Test the Installation

Instant Rails comes with a sample cookbook application which we'll set up in NetBeans. This will also serve as an example of how to set up existing rails projects you already have in NetBeans.

  1. Create a new Ruby on Rails Project From Existing Sources.
  2. Browse to your Instant Rails installation directory where you'll find a rails_apps folder. Select the cookbook folder under rails_apps and click Finish.
  3. The project will open in NetBeans and the Mongrel server will be started (The Output window says WEBrick, but it's actually Mongrel that's running. Also, the server is started even though the Output window just says STARTING. This issue has been logged.).
  4. Try the following: http://127.0.0.1:3000 and you should see the Online Cookbook.




  5. If you run into problems, check that you can verify the Instant Rails setup from the command line.

Create Your Own Rails Project

  1. Create a new Ruby on Rails Application project and click Finish.
  2. Right-click the Controllers folder and select Generate. Name the controller MyTest. NetBeans will run the script to generate the controller.
  3. Open the MyTestController class and add the following:




  4. Press F6 to run the project and browse to http://127.0.0.1:3000/My_Test. You get a Routing Error.







    This is because the Mongrel (and WEBrick for that matter) web server is only capable of handling one application at a time. It needs to be restarted when we switch to another application.
  5. Since we're letting NetBeans start the server, the only way I know to kill it is to kill the ruby.exe process using the Windows Task Manager. Kill ruby.exe, press F6 to run the project, and browse to http://127.0.0.1:3000/My_Test.

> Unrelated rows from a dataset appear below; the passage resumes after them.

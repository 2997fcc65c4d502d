//! Batch and store statistics
//!
//! This module provides the counters of a single batch and the aggregate
//! statistics read back from the record store.

use crate::storage::{RecordSink, RunRecord, SinkResult};

/// Counters of one finished batch
#[derive(Debug, Clone, PartialEq)]
pub struct BatchStats {
    /// Job name
    pub job: String,

    /// Listing pages fetched
    pub listing_pages: usize,

    /// Distinct article URLs discovered
    pub discovered: usize,

    /// Records produced
    pub extracted: usize,

    /// Articles dropped for an empty title or content
    pub skipped: usize,

    /// Articles that failed
    pub failed: usize,

    /// Listing resolution failed
    pub degraded: bool,

    pub elapsed_secs: f64,
}

impl BatchStats {
    /// Share of discovered articles that produced a record, in percent
    pub fn success_rate(&self) -> f64 {
        if self.discovered == 0 {
            0.0
        } else {
            (self.extracted as f64 / self.discovered as f64) * 100.0
        }
    }
}

/// Aggregate statistics of a record store
#[derive(Debug, Clone)]
pub struct StoreStatistics {
    /// Record count per collection, sorted by name
    pub collections: Vec<(String, u64)>,

    /// Total number of batch runs
    pub total_runs: u64,

    /// Total number of failed articles across runs
    pub total_failures: u64,

    /// The most recent run, if any
    pub latest_run: Option<RunRecord>,
}

impl StoreStatistics {
    pub fn total_records(&self) -> u64 {
        self.collections.iter().map(|(_, count)| count).sum()
    }
}

/// Loads statistics from the record store
///
/// # Arguments
///
/// * `sink` - The store to query
///
/// # Returns
///
/// * `Ok(StoreStatistics)` - Successfully loaded statistics
/// * `Err(SinkError)` - Failed to query statistics
pub fn load_statistics(sink: &dyn RecordSink) -> SinkResult<StoreStatistics> {
    Ok(StoreStatistics {
        collections: sink.list_collections()?,
        total_runs: sink.count_runs()?,
        total_failures: sink.count_failures()?,
        latest_run: sink.get_latest_run()?,
    })
}

/// Prints the counters of one batch to stdout
pub fn print_batch_stats(stats: &BatchStats) {
    println!("=== Batch '{}' ===", stats.job);
    if stats.degraded {
        println!("  Listing resolution failed; no articles were attempted");
    }
    println!("  Listing pages fetched: {}", stats.listing_pages);
    println!("  Articles discovered: {}", stats.discovered);
    println!(
        "  Extracted: {} ({:.1}%)",
        stats.extracted,
        stats.success_rate()
    );
    println!("  Skipped (empty title or content): {}", stats.skipped);
    println!("  Failed: {}", stats.failed);
    println!("  Elapsed: {:.1}s", stats.elapsed_secs);
    println!();
}

/// Prints store statistics to stdout in a formatted manner
///
/// # Arguments
///
/// * `stats` - The statistics to display
pub fn print_statistics(stats: &StoreStatistics) {
    println!("=== Record Store Statistics ===\n");

    println!("Overview:");
    println!("  Total records: {}", stats.total_records());
    println!("  Batch runs: {}", stats.total_runs);
    println!("  Failed articles: {}", stats.total_failures);
    println!();

    if !stats.collections.is_empty() {
        println!("Collections:");
        for (name, count) in &stats.collections {
            println!("  {}: {}", name, count);
        }
        println!();
    }

    if let Some(run) = &stats.latest_run {
        println!("Latest Run:");
        println!("  #{} '{}' ({})", run.id, run.job, run.status.to_db_string());
        println!("  Started: {}", run.started_at);
        if let Some(finished) = &run.finished_at {
            println!("  Finished: {}", finished);
        }
        println!(
            "  {} extracted, {} skipped, {} failed of {} discovered",
            run.extracted, run.skipped, run.failed, run.discovered
        );
    }
}

#[cfg(test)]
mod tests {
    use super::*;
    use crate::crawler::ArticleRecord;
    use crate::storage::{RunStatus, SqliteSink};

    fn stats(discovered: usize, extracted: usize) -> BatchStats {
        BatchStats {
            job: "clinic".to_string(),
            listing_pages: 1,
            discovered,
            extracted,
            skipped: 0,
            failed: discovered - extracted,
            degraded: false,
            elapsed_secs: 0.2,
        }
    }

    #[test]
    fn test_success_rate() {
        assert_eq!(stats(0, 0).success_rate(), 0.0);
        assert_eq!(stats(4, 3).success_rate(), 75.0);
    }

    #[test]
    fn test_load_statistics() {
        let mut sink = SqliteSink::new_in_memory().unwrap();
        let record = ArticleRecord {
            url: "https://x/a".to_string(),
            category: "c".to_string(),
            title: "t".to_string(),
            owner_source: "o".to_string(),
            content: "body".to_string(),
            banner: None,
            images: Vec::new(),
        };
        sink.append_one("articles", &record).unwrap();
        sink.append_one("news", &record).unwrap();
        let run_id = sink.begin_run("clinic", "hash").unwrap();
        sink.record_failure(run_id, "https://x/b", "HTTP 500").unwrap();
        sink.finish_run(run_id, RunStatus::Completed, &stats(2, 1))
            .unwrap();

        let loaded = load_statistics(&sink).unwrap();

        assert_eq!(loaded.total_records(), 2);
        assert_eq!(loaded.total_runs, 1);
        assert_eq!(loaded.total_failures, 1);
        assert_eq!(loaded.latest_run.unwrap().status, RunStatus::Completed);
    }
}
//! Configuration module for Article Harvest
//!
//! This module handles loading, parsing, and validating TOML configuration files.
//! Every selector a job uses is a named field, so a missing region is reported
//! when the file is loaded rather than halfway through a batch.
//!
//! # Example
//!
//! ```no_run
//! use article_harvest::config::load_config;
//! use std::path::Path;
//!
//! let config = load_config(Path::new("harvest.toml")).unwrap();
//! println!("{} job(s) configured", config.jobs.len());
//! ```

mod parser;
mod types;
mod validation;

// Re-export types
pub use types::{
    BannerSpec, BrowserConfig, Config, FetchModeConfig, HttpConfig, JobConfig, OutputConfig,
    SelectorsConfig,
};

// Re-export parser functions
pub use parser::{compute_config_hash, load_config, load_config_with_hash, parse_config};
pub use validation::validate_job;
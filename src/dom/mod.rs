//! DOM module: fetched documents and the selector queries run against them
//!
//! A [`Document`] keeps the raw source and is parsed on demand, so no
//! `scraper::Html` ever has to live across an await point.

pub mod query;
mod selector;

pub use selector::{AttrFilter, SelectorSpec};

use scraper::Html;
use thiserror::Error;
use url::Url;

/// Errors raised by selector handling
#[derive(Debug, Clone, Error)]
pub enum DomError {
    #[error("Invalid selector: {0}")]
    InvalidSelector(String),
}

/// A fetched page: the URL it was requested from plus its HTML source
#[derive(Debug, Clone, PartialEq, Eq)]
pub struct Document {
    url: Url,
    source: String,
}

impl Document {
    pub fn new(url: Url, source: impl Into<String>) -> Self {
        Self {
            url,
            source: source.into(),
        }
    }

    /// The URL the document was requested from; relative links resolve against it
    pub fn url(&self) -> &Url {
        &self.url
    }

    pub fn source(&self) -> &str {
        &self.source
    }

    /// Parses the source into a queryable tree
    pub fn parse(&self) -> Html {
        Html::parse_document(&self.source)
    }
}
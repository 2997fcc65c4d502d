//! Crawler module: page fetching, listing resolution and article extraction
//!
//! This module contains the scraping pipeline:
//! - Page fetching, static or through a browser session
//! - Listing page resolution into a deduplicated set of article URLs
//! - Per-article extraction into an [`ArticleRecord`]
//! - Batch orchestration that tolerates individual failures

mod batch;
mod extractor;
mod fetcher;
mod resolver;
mod session;

#[cfg(test)]
pub(crate) mod testing;

pub use batch::{BatchReport, BatchRunner, FailedArticle};
pub use extractor::{
    extract_article, extract_from_document, ArticleRecord, ExtractError, Extraction,
    RecordLabels, SkipReason,
};
pub use fetcher::{
    build_http_client, fetch_static, FetchError, FetchMode, Navigation, PageFetcher, PageSource,
};
pub use resolver::{extract_article_links, resolve_page_list, ResolveError, ResolvedPages};
pub use session::{BrowserSession, RenderSession};
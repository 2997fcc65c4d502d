//! Batch orchestration
//!
//! A batch resolves one job's listing pages and extracts every article they
//! link to. Only configuration problems abort a batch; a listing failure
//! degrades to an empty batch and an article failure is recorded and skipped.

use crate::config::{validate_job, JobConfig};
use crate::crawler::extractor::{extract_article, Extraction, RecordLabels};
use crate::crawler::resolver::{resolve_page_list, ResolveError, ResolvedPages};
use crate::crawler::{ArticleRecord, PageSource};
use crate::output::BatchStats;
use crate::url::UrlTemplate;
use crate::ConfigError;
use chrono::{DateTime, Utc};

/// An article whose extraction failed
#[derive(Debug, Clone, PartialEq, Eq)]
pub struct FailedArticle {
    pub url: String,
    pub reason: String,
}

/// Everything a finished batch produced
#[derive(Debug)]
pub struct BatchReport {
    /// Name of the job that ran
    pub job: String,

    /// Extracted records, in URL order
    pub records: Vec<ArticleRecord>,

    /// Articles that failed, in the order they were attempted
    pub failures: Vec<FailedArticle>,

    /// Articles dropped for an empty title or content
    pub skipped: usize,

    /// Listing pages fetched during resolution
    pub listing_pages: usize,

    /// Distinct article URLs discovered
    pub discovered: usize,

    /// Set when resolution failed and the batch ran over no URLs
    pub resolution_error: Option<ResolveError>,

    pub started_at: DateTime<Utc>,
    pub finished_at: DateTime<Utc>,
}

impl BatchReport {
    fn new(job: &str) -> Self {
        let now = Utc::now();
        Self {
            job: job.to_string(),
            records: Vec::new(),
            failures: Vec::new(),
            skipped: 0,
            listing_pages: 0,
            discovered: 0,
            resolution_error: None,
            started_at: now,
            finished_at: now,
        }
    }

    /// URLs of the failed articles
    pub fn failed_urls(&self) -> Vec<&str> {
        self.failures.iter().map(|f| f.url.as_str()).collect()
    }

    /// True if listing resolution failed
    pub fn is_degraded(&self) -> bool {
        self.resolution_error.is_some()
    }

    /// Summary counters for this batch
    pub fn stats(&self) -> BatchStats {
        let elapsed = self.finished_at - self.started_at;
        BatchStats {
            job: self.job.clone(),
            listing_pages: self.listing_pages,
            discovered: self.discovered,
            extracted: self.records.len(),
            skipped: self.skipped,
            failed: self.failures.len(),
            degraded: self.is_degraded(),
            elapsed_secs: elapsed.num_milliseconds() as f64 / 1000.0,
        }
    }
}

/// Runs jobs against a page source, one article at a time
pub struct BatchRunner<'a, S> {
    source: &'a mut S,
    show_progress: bool,
}

impl<'a, S: PageSource> BatchRunner<'a, S> {
    pub fn new(source: &'a mut S) -> Self {
        Self {
            source,
            show_progress: true,
        }
    }

    /// Whether per-page and per-article progress is logged at info level
    pub fn show_progress(mut self, show: bool) -> Self {
        self.show_progress = show;
        self
    }

    /// Runs one job to completion
    ///
    /// # Returns
    ///
    /// * `Ok(BatchReport)` - The batch ran, possibly degraded or with failures
    /// * `Err(ConfigError)` - The job is malformed; nothing was fetched
    pub async fn run(&mut self, job: &JobConfig) -> Result<BatchReport, ConfigError> {
        validate_job(job)?;

        let mut report = BatchReport::new(&job.name);
        let template = UrlTemplate::new(&job.url);
        let mode = job.fetch_mode();
        let selectors = &job.selectors;

        tracing::info!("Starting batch '{}' over {}", job.name, template.as_str());

        let resolved = match resolve_page_list(
            &mut *self.source,
            &template,
            mode,
            &job.page_range(),
            &selectors.page_list_anchor,
            self.show_progress,
        )
        .await
        {
            Ok(resolved) => resolved,
            Err(e) => {
                tracing::error!(
                    "Failed to resolve listing pages for job '{}' from template '{}': {}. \
                     Check url, start-page, end-page, step-page, custom-pageindex-list \
                     and selectors.page-list-anchor ({})",
                    job.name,
                    template.as_str(),
                    e,
                    selectors.page_list_anchor
                );
                let partial = ResolvedPages {
                    pages_fetched: e.pages_fetched(),
                    ..ResolvedPages::default()
                };
                report.resolution_error = Some(e);
                partial
            }
        };

        report.listing_pages = resolved.pages_fetched;
        report.discovered = resolved.urls.len();
        tracing::info!(
            "Resolved {} article URL(s) from {} listing page(s)",
            report.discovered,
            report.listing_pages
        );

        let labels = RecordLabels {
            category: job.category.clone(),
            owner_source: job.owner_source.clone(),
        };

        for (position, url) in resolved.urls.iter().enumerate() {
            if self.show_progress {
                tracing::info!("Article {}/{}: {}", position + 1, report.discovered, url);
            }

            match extract_article(&mut *self.source, url, mode, selectors, &labels).await {
                Ok(Extraction::Extracted(record)) => report.records.push(record),
                Ok(Extraction::Skipped(reason)) => {
                    tracing::debug!("Skipped {}: {:?}", url, reason);
                    report.skipped += 1;
                }
                Err(e) => {
                    tracing::warn!("Failed to extract {}: {}", url, e);
                    report.failures.push(FailedArticle {
                        url: url.to_string(),
                        reason: e.to_string(),
                    });
                }
            }
        }

        report.finished_at = Utc::now();

        if !report.failures.is_empty() {
            tracing::warn!(
                "{} article(s) failed in job '{}': {}",
                report.failures.len(),
                job.name,
                report.failed_urls().join(", ")
            );
        }

        tracing::info!(
            "Batch '{}' finished: {} extracted, {} skipped, {} failed",
            job.name,
            report.records.len(),
            report.skipped,
            report.failures.len()
        );

        Ok(report)
    }
}
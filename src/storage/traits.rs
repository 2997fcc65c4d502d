//! Sink traits and error types
//!
//! This module defines the trait interface for record sinks and the
//! associated error types.

use crate::crawler::ArticleRecord;
use crate::output::BatchStats;
use crate::storage::{RunRecord, RunStatus};
use thiserror::Error;

/// Errors that can occur during sink operations
#[derive(Debug, Error)]
pub enum SinkError {
    #[error("Failed to connect to record store '{address}': {source}")]
    Connect {
        address: String,
        #[source]
        source: rusqlite::Error,
    },

    #[error("SQLite error: {0}")]
    Sqlite(#[from] rusqlite::Error),

    #[error("Serialization error: {0}")]
    Serialization(#[from] serde_json::Error),

    #[error("Run not found: {0}")]
    RunNotFound(i64),
}

/// Result type for sink operations
pub type SinkResult<T> = Result<T, SinkError>;

/// A persistent, append-only home for extracted records
///
/// Writes are sequential single-record appends with no atomicity across a
/// batch; a failed append leaves earlier appends in place.
pub trait RecordSink {
    // ===== Records =====

    /// Appends one record to `collection`
    fn append_one(&mut self, collection: &str, record: &ArticleRecord) -> SinkResult<()>;

    /// Counts the records stored in `collection`
    fn count_records(&self, collection: &str) -> SinkResult<u64>;

    /// Loads every record of `collection` in insertion order
    fn load_records(&self, collection: &str) -> SinkResult<Vec<ArticleRecord>>;

    /// Lists collection names with their record counts, sorted by name
    fn list_collections(&self) -> SinkResult<Vec<(String, u64)>>;

    // ===== Run Bookkeeping =====

    /// Opens a run for `job` and returns its id
    fn begin_run(&mut self, job: &str, config_hash: &str) -> SinkResult<i64>;

    /// Records an article that failed during `run_id`
    fn record_failure(&mut self, run_id: i64, url: &str, reason: &str) -> SinkResult<()>;

    /// Closes a run with its final counters
    fn finish_run(&mut self, run_id: i64, status: RunStatus, stats: &BatchStats)
        -> SinkResult<()>;

    /// Gets a run by id
    fn get_run(&self, run_id: i64) -> SinkResult<RunRecord>;

    /// Gets the most recent run
    fn get_latest_run(&self) -> SinkResult<Option<RunRecord>>;

    // ===== Statistics =====

    /// Counts all runs
    fn count_runs(&self) -> SinkResult<u64>;

    /// Counts all recorded failures
    fn count_failures(&self) -> SinkResult<u64>;

    /// Failed URLs of one run, in the order they were recorded
    fn failed_urls(&self, run_id: i64) -> SinkResult<Vec<String>>;
}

Another Way To Run Mongrel

Since NetBeans doesn't yet provide the best integration with Mongrel, you may prefer to run it from the command line. Let's see how this works.

  1. First, kill the ruby.exe again started by NetBeans.
  2. Open the command prompt to the location of your Rails application above. It should be named RailsApplication1 if you accepted the default name.
  3. Type ruby script/server (if ruby isn't found, make sure you set up your path correctly as described under setup above).







    Now you see there's at least a cleaner way to stop the server.
  4. To run the cookbook application, CTRL-C to stop mongrel, switch to the cookbook directory and run ruby script/server again.